The New Enhanced Screening Directive: In Numbers

The four countries (Cuba, Iran, Sudan and Syria) designated as “state sponsors of terrorism” have a collective total population of 141 million people (2007 estimate | WolframAlpha).  The ten “countries of interest” have a collective total population of 468.1 million people (2007 estimate | Wolfram Alpha).

The new directive mandates that “every individual flying into the U.S. from anywhere in the world traveling from or through nations that are state sponsors of terrorism or other countries of interest will be required to go through enhanced screening.”

I do not know how many non-citizen travelers actually originate/transit/travel through these 14 countries en route to the United States.  But I was curious at how many nationals from these countries could be impacted by the new directive.  So I went digging for numbers.

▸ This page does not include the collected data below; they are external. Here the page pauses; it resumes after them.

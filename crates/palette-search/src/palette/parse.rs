//! Per-format palette parsers.
//!
//! Every parser is lenient: lines it cannot read are skipped rather than
//! failing the whole file. Only content with no non-blank lines is an error.

use super::error::PaletteError;
use super::format::PaletteFormat;
use super::load::palette_name_from_path;
use super::palette::Palette;
use crate::color::{parse_hex, reverse_float_bytes, LinearColor, Srgb};

/// Comment text that carries a palette name (GIMP and paint.net).
const NAME_MARKER: &str = "Palette Name: ";

/// JASC-PAL header: signature, version, color count.
const JASC_HEADER_LINES: usize = 3;

/// Byte offsets of the six hex digits after a `"` in an ASEF swatch name.
/// Names are UTF-16BE, so every other byte is a character.
const ASEF_NAME_OFFSETS: [usize; 6] = [4, 6, 8, 10, 12, 14];

/// Color model tag of an ASEF RGB block, followed by three big-endian f32.
const ASEF_RGB_SIGNATURE: [u8; 4] = *b"RGB ";
const ASEF_RGB_BLOCK_LEN: usize = 16;

/// Parse one palette file.
///
/// `text` and `bytes` are two views of the same content; only the ASEF
/// parser needs the raw bytes. `file_name` may be a bare name or a full
/// path: the palette is named after its base name unless the file names
/// itself.
///
/// # Errors
///
/// [`PaletteError::EmptyContent`] when `text` has no non-blank lines.
///
/// # Example
///
/// ```
/// use palette_search::{parse_palette, PaletteFormat};
///
/// let text = "JASC-PAL\n0100\n2\n0 0 0\n255 255 255\n";
/// let palette = parse_palette(text, text.as_bytes(), "mono.pal").unwrap();
/// assert_eq!(palette.format(), Some(PaletteFormat::Jasc));
/// assert_eq!(palette.name(), "mono");
/// assert_eq!(palette.len(), 2);
/// ```
pub fn parse_palette(text: &str, bytes: &[u8], file_name: &str) -> Result<Palette, PaletteError> {
    // Any of \n, \r\n or a lone \r ends a line
    let lines: Vec<&str> = text
        .split(['\r', '\n'])
        .filter(|line| !line.trim().is_empty())
        .collect();
    let Some(first) = lines.first() else {
        return Err(PaletteError::EmptyContent);
    };

    let format = PaletteFormat::detect(first);
    let mut palette = Palette::named(palette_name_from_path(file_name), Some(format));

    match format {
        PaletteFormat::Jasc => parse_jasc(&mut palette, &lines),
        PaletteFormat::Gimp => parse_gimp(&mut palette, &lines),
        PaletteFormat::PaintNet => parse_paint_net(&mut palette, &lines),
        PaletteFormat::Asef => parse_asef(&mut palette, bytes),
        PaletteFormat::Hex => parse_hex_lines(&mut palette, &lines),
    }

    Ok(palette)
}

fn parse_jasc(palette: &mut Palette, lines: &[&str]) {
    for line in lines.iter().skip(JASC_HEADER_LINES) {
        if let Some(srgb) = parse_triplet(line) {
            palette.insert(LinearColor::from(srgb));
        }
    }
}

fn parse_gimp(palette: &mut Palette, lines: &[&str]) {
    for line in lines.iter().skip(1) {
        if line.contains('#') {
            if let Some(name) = comment_name(line) {
                palette.set_name(name);
            }
            continue;
        }

        let trimmed = line.trim();
        if let Some(name) = trimmed.strip_prefix("Name:") {
            let name = name.trim();
            if !name.is_empty() {
                palette.set_name(name);
            }
            continue;
        }
        if trimmed.starts_with("Columns:") {
            continue;
        }

        if let Some(srgb) = parse_triplet(line) {
            palette.insert(LinearColor::from(srgb));
        }
    }
}

fn parse_paint_net(palette: &mut Palette, lines: &[&str]) {
    for line in lines.iter().skip(1) {
        if line.contains(';') {
            if let Some(name) = comment_name(line) {
                palette.set_name(name);
            }
            continue;
        }

        // AARRGGBB: the alpha pair is dropped
        let line = line.trim();
        let code = line.char_indices().nth(2).map_or("", |(i, _)| &line[i..]);
        if let Some(color) = parse_hex(code) {
            palette.insert(color);
        }
    }
}

fn parse_asef(palette: &mut Palette, bytes: &[u8]) {
    palette.extend(scan_quoted_hex(bytes));
    if palette.is_empty() {
        palette.extend(scan_rgb_blocks(bytes));
    }
}

fn parse_hex_lines(palette: &mut Palette, lines: &[&str]) {
    palette.extend(lines.iter().filter_map(|line| parse_hex(line)));
}

/// Read `R G B` decimal channels, ignoring anything after the third.
/// Values are clamped to 0..=255.
fn parse_triplet(line: &str) -> Option<Srgb> {
    let mut channels = line
        .split_whitespace()
        .map(|token| token.parse::<i32>().ok().map(|v| v.clamp(0, 255) as u8));
    let r = channels.next()??;
    let g = channels.next()??;
    let b = channels.next()??;
    Some(Srgb::new(r, g, b))
}

/// The name in a `Palette Name: X` comment: everything after the first `:`.
fn comment_name(line: &str) -> Option<&str> {
    if !line.contains(NAME_MARKER) {
        return None;
    }
    line.split_once(':')
        .map(|(_, name)| name.trim())
        .filter(|name| !name.is_empty())
}

/// Find `"#RRGGBB"` swatch names in an ASEF file.
///
/// Every `"` byte starts a candidate. The candidate is accepted when all six
/// sampled bytes are ASCII hex digits.
fn scan_quoted_hex(bytes: &[u8]) -> Vec<LinearColor> {
    let mut colors = Vec::new();
    let mut pos = 0;
    while let Some(found) = bytes[pos..].iter().position(|&b| b == b'"') {
        let quote = pos + found;
        pos = quote + 1;

        let Some(window) = bytes.get(quote..quote + 15) else {
            break;
        };
        let code: Option<String> = ASEF_NAME_OFFSETS
            .iter()
            .map(|&offset| window[offset])
            .map(|b| b.is_ascii_hexdigit().then_some(b as char))
            .collect();
        if let Some(color) = code.as_deref().and_then(parse_hex) {
            colors.push(color);
        }
    }
    colors
}

/// Read every `RGB ` block of an ASEF file as three big-endian floats in
/// 0.0..=1.0.
fn scan_rgb_blocks(bytes: &[u8]) -> Vec<LinearColor> {
    let mut colors = Vec::new();
    let mut i = 0;
    while i + ASEF_RGB_BLOCK_LEN <= bytes.len() {
        if bytes[i..i + 4] != ASEF_RGB_SIGNATURE {
            i += 1;
            continue;
        }

        let mut channels = [0u8; 3];
        let payload = &bytes[i + 4..i + ASEF_RGB_BLOCK_LEN];
        for (channel, chunk) in channels.iter_mut().zip(payload.chunks_exact(4)) {
            let raw = f32::from_le_bytes([chunk[0], chunk[1], chunk[2], chunk[3]]);
            // Float-to-int `as` truncates and saturates; NaN becomes 0
            *channel = (reverse_float_bytes(raw) * 255.0) as u8;
        }
        colors.push(LinearColor::from(Srgb::from_bytes(channels)));
        i += ASEF_RGB_BLOCK_LEN;
    }
    colors
}

#[cfg(test)]
mod tests {
    use super::*;

    fn parse(text: &str) -> Palette {
        parse_palette(text, text.as_bytes(), "test.txt").unwrap()
    }

    fn srgb(palette: &Palette) -> Vec<Srgb> {
        palette.iter().map(|&c| Srgb::from(c)).collect()
    }

    fn utf16be(s: &str) -> Vec<u8> {
        s.bytes().flat_map(|b| [0, b]).collect()
    }

    #[test]
    fn test_jasc() {
        let palette = parse("JASC-PAL\n0100\n0003\n255 0 0\n0 255 0\n0 0 255\n");
        assert_eq!(palette.format(), Some(PaletteFormat::Jasc));
        assert_eq!(
            srgb(&palette),
            vec![
                Srgb::new(255, 0, 0),
                Srgb::new(0, 255, 0),
                Srgb::new(0, 0, 255)
            ]
        );
        assert_eq!(palette.name(), "test");
    }

    #[test]
    fn test_jasc_header_is_not_colors() {
        // Header lines are skipped by position, not by content
        let palette = parse("JASC-PAL\n1 2 3\n4 5 6\n7 8 9\n");
        assert_eq!(srgb(&palette), vec![Srgb::new(7, 8, 9)]);
    }

    #[test]
    fn test_crlf_and_blank_lines() {
        let palette = parse("JASC-PAL\r\n0100\r\n\r\n2\r\n   \r\n10 20 30\r\n40 50 60\r\n");
        assert_eq!(
            srgb(&palette),
            vec![Srgb::new(10, 20, 30), Srgb::new(40, 50, 60)]
        );
    }

    #[test]
    fn test_gimp() {
        let text = "GIMP Palette\n\
                    Name: Sunset\n\
                    Columns: 4\n\
                    # a comment\n\
                    255\t128\t0\tOrange\n\
                    20 20 20 Ink\n";
        let palette = parse(text);
        assert_eq!(palette.format(), Some(PaletteFormat::Gimp));
        assert_eq!(palette.name(), "Sunset");
        assert_eq!(
            srgb(&palette),
            vec![Srgb::new(255, 128, 0), Srgb::new(20, 20, 20)]
        );
    }

    #[test]
    fn test_gimp_comment_name() {
        let text = "GIMP Palette\n#Palette Name: Lost Century\n#Description: x\n0 0 0\n";
        let palette = parse(text);
        assert_eq!(palette.name(), "Lost Century");
        assert_eq!(palette.len(), 1);
    }

    #[test]
    fn test_short_and_out_of_range_triplets() {
        let text = "GIMP Palette\n12 34\nred green blue\n300 -5 7\n";
        let palette = parse(text);
        assert_eq!(srgb(&palette), vec![Srgb::new(255, 0, 7)]);
    }

    #[test]
    fn test_paint_net() {
        let text = ";paint.net Palette File\n\
                    ;Palette Name: Pico\n\
                    ;Colors: 2\n\
                    FF1D2B53\n\
                    80FF004D\n";
        let palette = parse(text);
        assert_eq!(palette.format(), Some(PaletteFormat::PaintNet));
        assert_eq!(palette.name(), "Pico");
        // Alpha pair is skipped, both colors come out opaque
        assert_eq!(
            srgb(&palette),
            vec![Srgb::new(0x1D, 0x2B, 0x53), Srgb::new(0xFF, 0x00, 0x4D)]
        );
    }

    #[test]
    fn test_hex_lines() {
        let palette = parse("#ff0000\nnot a color\n00ff00\n#FF0000\n#12\n");
        assert_eq!(palette.format(), Some(PaletteFormat::Hex));
        assert_eq!(
            srgb(&palette),
            vec![Srgb::new(255, 0, 0), Srgb::new(0, 255, 0)]
        );
    }

    #[test]
    fn test_hex_keeps_alpha() {
        let palette = parse("FF000080\n");
        assert_eq!(palette.colors()[0].a, 128.0 / 255.0);
    }

    #[test]
    fn test_hex_title_line_is_skipped() {
        let palette = parse_palette("Pico-8\n#000000\n#FFFFFF\n", b"", "pico.hex").unwrap();
        assert_eq!(palette.format(), Some(PaletteFormat::Hex));
        assert_eq!(
            srgb(&palette),
            vec![Srgb::new(0, 0, 0), Srgb::new(255, 255, 255)]
        );

        // Six or eight characters are not enough to make a color
        let palette = parse("Colors\nzzzzzz\nPalette1\n#00FF00\n");
        assert_eq!(srgb(&palette), vec![Srgb::new(0, 255, 0)]);
    }

    #[test]
    fn test_paint_net_non_hex_line_is_skipped() {
        let text = ";paint.net Palette File\nFFGGGGGG\nFF102030\n";
        assert_eq!(srgb(&parse(text)), vec![Srgb::new(0x10, 0x20, 0x30)]);
    }

    #[test]
    fn test_lone_carriage_return_line_endings() {
        let palette = parse("#FF0000\r#00FF00\r#0000FF\r");
        assert_eq!(
            srgb(&palette),
            vec![
                Srgb::new(255, 0, 0),
                Srgb::new(0, 255, 0),
                Srgb::new(0, 0, 255)
            ]
        );

        let palette = parse("JASC-PAL\r0100\r2\r1 2 3\r4 5 6\r");
        assert_eq!(palette.format(), Some(PaletteFormat::Jasc));
        assert_eq!(srgb(&palette), vec![Srgb::new(1, 2, 3), Srgb::new(4, 5, 6)]);

        // Mixed endings in one file
        let palette = parse("GIMP Palette\rName: Mixed\r\n10 20 30\n40 50 60\r");
        assert_eq!(palette.name(), "Mixed");
        assert_eq!(palette.len(), 2);
    }

    #[test]
    fn test_empty_content() {
        assert!(matches!(
            parse_palette("", b"", "x.hex"),
            Err(PaletteError::EmptyContent)
        ));
        assert!(matches!(
            parse_palette(" \n\t\n", b" \n\t\n", "x.hex"),
            Err(PaletteError::EmptyContent)
        ));
    }

    #[test]
    fn test_name_from_path() {
        let palette = parse_palette("#000000", b"#000000", "/home/a/palettes/dawn.v2.hex").unwrap();
        assert_eq!(palette.name(), "dawn.v2");
    }

    #[test]
    fn test_asef_quoted_names() {
        let mut bytes = b"ASEF\x00\x01\x00\x00".to_vec();
        bytes.extend(utf16be("\"#FF8000\""));
        bytes.extend([0u8; 16]);
        bytes.extend(utf16be("\"#1a2b3c\""));
        bytes.extend([0u8; 16]);
        let text = String::from_utf8_lossy(&bytes).into_owned();

        let palette = parse_palette(&text, &bytes, "swatches.ase").unwrap();
        assert_eq!(palette.format(), Some(PaletteFormat::Asef));
        assert_eq!(
            srgb(&palette),
            vec![Srgb::new(0xFF, 0x80, 0x00), Srgb::new(0x1A, 0x2B, 0x3C)]
        );
    }

    #[test]
    fn test_asef_quote_near_end_stops_scan() {
        assert!(scan_quoted_hex(b"\"abc").is_empty());
        assert!(scan_quoted_hex(b"").is_empty());
    }

    #[test]
    fn test_asef_binary_fallback() {
        let mut bytes = b"ASEF\x00\x01\x00\x00\x00\x00\x00\x02".to_vec();
        for rgb in [[1.0f32, 0.5, 0.0], [0.0, 0.0, 1.0]] {
            bytes.extend(ASEF_RGB_SIGNATURE);
            for channel in rgb {
                bytes.extend(channel.to_be_bytes());
            }
            bytes.extend([0, 2]);
        }
        let text = String::from_utf8_lossy(&bytes).into_owned();

        let palette = parse_palette(&text, &bytes, "blocks.ase").unwrap();
        // 0.5 * 255 truncates to 127
        assert_eq!(
            srgb(&palette),
            vec![Srgb::new(255, 127, 0), Srgb::new(0, 0, 255)]
        );
    }

    #[test]
    fn test_asef_truncated_block_ignored() {
        let mut bytes = b"ASEF".to_vec();
        bytes.extend(ASEF_RGB_SIGNATURE);
        bytes.extend(1.0f32.to_be_bytes());
        assert!(scan_rgb_blocks(&bytes).is_empty());
    }

    #[test]
    fn test_asef_out_of_range_floats_saturate() {
        let mut bytes = ASEF_RGB_SIGNATURE.to_vec();
        for channel in [2.0f32, -1.0, f32::NAN] {
            bytes.extend(channel.to_be_bytes());
        }
        let colors = scan_rgb_blocks(&bytes);
        assert_eq!(Srgb::from(colors[0]), Srgb::new(255, 0, 0));
    }
}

Below is the grand total of nonimmigrant visa issuance and admission by nationality on the reported countries covered by the new TSA enhanced screening directive.  The “ISSUED” data come from published statistics of the Bureau of Consular Affairs of the State Department, covering the period October 2007-September 2008.  (See the FY2008 NIV Detail Table on nonimmigrant visa issuances by visa class and by nationality). Issued visas can be as short as 3 months with one entry or can have the maximum validity of 10 years with multiple entry.  Which actually means, you can use it to travel to any US port of entry or border crossing and apply for temporary admission into the country while it is valid.  The validity of the visa is not the length of authorized stay in the United States.  Read more here
The “ADMITTED” column below comes from the Department of Homeland Security.  DHS maintains the records of admittance to the United States of foreign visitors by citizenship, country of residence, gender, age, etc.  Even with a visa, the authority to admit an alien into the US is still under DHS.  The length of stay that immigration officers grant foreign visitors can vary, but the normal length of stay authorized as I understand it is usually six months.  Check out its Yearbook of Immigration Statistics here.  You might also want to check out this April 2009 Annual Flow Report from DHS on admission.  The DHS numbers below are extracted from Table 26 (XLS, 54 KB Nonimmigrant Admissions (I-94 Only) by Region and Country of Citizenship: Fiscal Years 1999 to 2008).

COUNTRY
ISSUED
DOS
FY 2008
ADMITTED
DHS
FY2008
Cuba
13,108
15,130
Iran
12,635
11,479
Sudan  
2,502
2,319
Syria
6,421
7,441
Nigeria
59,748
88,732
Pakistan:
32,666
57,922
Saudi Arabia
36,224
46,853
Lebanon
19,888
28,669
Algeria:
5,947
6,215
Libya
5,375
4,313
Iraq
3,714
3,351
Afghanistan
2,454
2,323
Yemen
1,573
1,616
Somalia
227
24
                         Sources: FY2008 NIV Detail Table (State)
                                        and  Table 26 (DHS)
It is important to note that the number of issuance and number of admission above have no real correlation because an applicant issued a visa in 2008 may have decided to travel/apply for admission at a port of entry in the United States in 2009. Or a visitor who applied for admission for entry in the United States in 2008 may have been issued a visa a year or two previously. To see the trends in the number of admission to the United States, check out DHS’s Table 26, an excel spreadsheet that details total admission by country from FY 2009 FY 1999 – FY 2008.